My 81-year old mother has been experiencing declining short-term memory loss over the past several years. She's been to a geriatrics physician who gave her a memory test, and she's advised my mom to go for a more thorough memory assessment. My mom is refusing to acknowledge there is any problem with her memory. Several of her friends have shown concern about it to her in the past, and she's gotten angry and offended. How do I get her to go for this memory assessment if she's unwilling? I can't drag her to the doctor's office.
As a caregiver to a loved one, I view my role merely as a staunch advocate of my loved one's life choices and preferences, not what I think I know intellectually, or based on medical research. Some individuals who are not medically ill have a high tolerance for ambiguity, just as some have a higher threshhold for pain tolerance. It happens. Others tolerate very little cognitively and/or physically before they seek medical, or other intervention.
The path I chose many years ago is a path of respect of a lifetime of Mom's choices; not mine. I certainly respect caregivers who choose to exert greater pressure and/or enjoin greater collaboration with a loved one's doctors behind the scenes to get things moving for their loved ones. Those are individual choices of caregiving.
There is no such thing as a one-size fits all when it comes to patient advocacy and doing the right thing as a caregiver. I thoroughly enjoyed reading and reflecting on each person's insightful comments.
You are not alone, pgscott, and should not feel badly about how you have chosen to advocate on behalf of your Mom. Who knows your Mom better than you do? A physician? I don't think so. Everyone means well in our lives, and in the end, you are the caregiver; not anyone else.
Also bear in mind that the paths we successfully choose this minute may not be the same paths we choose as our caregiving situations continue to evolve rapidly, or over the years. We always need to re-evaluate our strategies as new situations develop, and there may come a day where greater nudging becomes necessary.
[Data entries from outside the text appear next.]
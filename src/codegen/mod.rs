// MiniC - Semantic analysis and three-address code generation for a small C-like language
// Copyright (C) 2026  Marcel Joachim Kloubert <marcel@kloubert.dev>
//
// This program is free software: you can redistribute it and/or modify
// it under the terms of the GNU Affero General Public License as published by
// the Free Software Foundation, either version 3 of the License, or
// (at your option) any later version.
//
// This program is distributed in the hope that it will be useful,
// but WITHOUT ANY WARRANTY; without even the implied warranty of
// MERCHANTABILITY or FITNESS FOR A PARTICULAR PURPOSE.  See the
// GNU Affero General Public License for more details.
//
// You should have received a copy of the GNU Affero General Public License
// along with this program.  If not, see <https://www.gnu.org/licenses/>.

//! Three-address code generation from the AST.
//!
//! It handles:
//! - Temporary and label allocation
//! - Expression lowering
//! - Control flow linearization
//! - Array offset computation
//!
//! The generator appends one instruction per line to an owned text
//! buffer; [`generate`] runs it over a whole program.

pub mod control_flow;
pub mod expressions;

pub use control_flow::ControlFlowEmitter;
pub use expressions::ExpressionEmitter;

use crate::ast::Program;
use std::collections::HashMap;

/// The prefix of generated temporaries (`t0`, `t1`, ...).
const TEMP_PREFIX: &str = "t";
/// The prefix of generated labels (`L0`, `L1`, ...).
const LABEL_PREFIX: &str = "L";

/// The three-address code generator.
///
/// One generator covers one compilation: its counters are never reset,
/// so every temporary and label it hands out is unique.
pub struct CodeGenerator {
    /// The generated code, one instruction per line.
    code: String,
    /// Cache from variable name to the temporary holding its current
    /// value. Invalidated when the variable is assigned.
    var_temps: HashMap<String, String>,
    /// Counter for temporary names.
    temp_counter: u32,
    /// Counter for label names.
    label_counter: u32,
}

impl CodeGenerator {
    /// Create a new code generator with an empty output buffer.
    pub fn new() -> Self {
        Self {
            code: String::new(),
            var_temps: HashMap::new(),
            temp_counter: 0,
            label_counter: 0,
        }
    }

    /// Allocate a fresh temporary name.
    fn make_temp(&mut self) -> String {
        let temp = format!("{}{}", TEMP_PREFIX, self.temp_counter);
        self.temp_counter += 1;
        temp
    }

    /// Allocate a fresh label name.
    fn make_label(&mut self) -> String {
        let label = format!("{}{}", LABEL_PREFIX, self.label_counter);
        self.label_counter += 1;
        label
    }

    /// Append one instruction line to the output.
    fn emit(&mut self, line: &str) {
        self.code.push_str(line);
        self.code.push('\n');
    }

    /// Append a label definition line (`name:`) to the output.
    fn define_label(&mut self, name: &str) {
        self.code.push_str(name);
        self.code.push_str(":\n");
    }

    /// Get the generated code so far.
    pub fn output(&self) -> &str {
        &self.code
    }

    /// Consume the generator and take the generated code.
    pub fn into_output(self) -> String {
        self.code
    }
}

impl Default for CodeGenerator {
    fn default() -> Self {
        Self::new()
    }
}

/// Lower a whole program to three-address code.
pub fn generate(program: &Program) -> String {
    let mut generator = CodeGenerator::new();
    generator.generate_program(program);
    generator.into_output()
}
You will know it when you get there, is my opinion.
May God grant you serenity and light your caregiving path, every step of the way, pgscott. It takes courage to do what you have done!
I discussed it with the doctor who then ordered an MRI for her. That sent my mother into quite a tizzy. Her barbed remarks toward both the doctor and me included her suspicions that we wanted to get her into a nursing home and that's why we were doing this.
So, after careful thought and discussion with all concerned, we decided to leave her dignity in tact for the time being and make sure we provided all the necessary safety features around the house so that she could remain independent for as long as she could. We will continue to repeat ourselves, listen to her repetitious stories, remind her to take her meds and hope that nothing awful happens in the meantime. It was unbearable to listen to her speak to us that way. I'd rather see her content in her own little world than to shatter it witht he devastating news that she has a degenerative disease that could rob her, permantly, of what she knows so well now. We just can't do it.
If you do go with a drug, she needs to be monitored carefully. Some people respond well to the first anti-depressant, but others can actually get worse, and side effects are a big problem during the first weeks. That said, many elders respond well, under good supervision.
Indeed, support for yourself is of the utmost importance. Keep coming to the site, and seek help from a spiritual leader or a group or paid therapist. Maybe all three. You have your hands full. Carol
Carol
Most of the "tests" and doctor's visits are diagnostic and are not therapeutic, so why worry? Be happy.
If I had it to do over agian, I would cut out half of the drugs, concentrate on good nutrition, sunshine, salt water air, and very mild exercise. I would provide happiness with good reading materials, (favorite magazines with lots of pictures) and music. I would make sure that family and friends participate with joy in the final years of her life. When it's over, it's over.
Good luck. You may or may not get anywhere with this. You can't physically drag her. Let us know if you make any progress.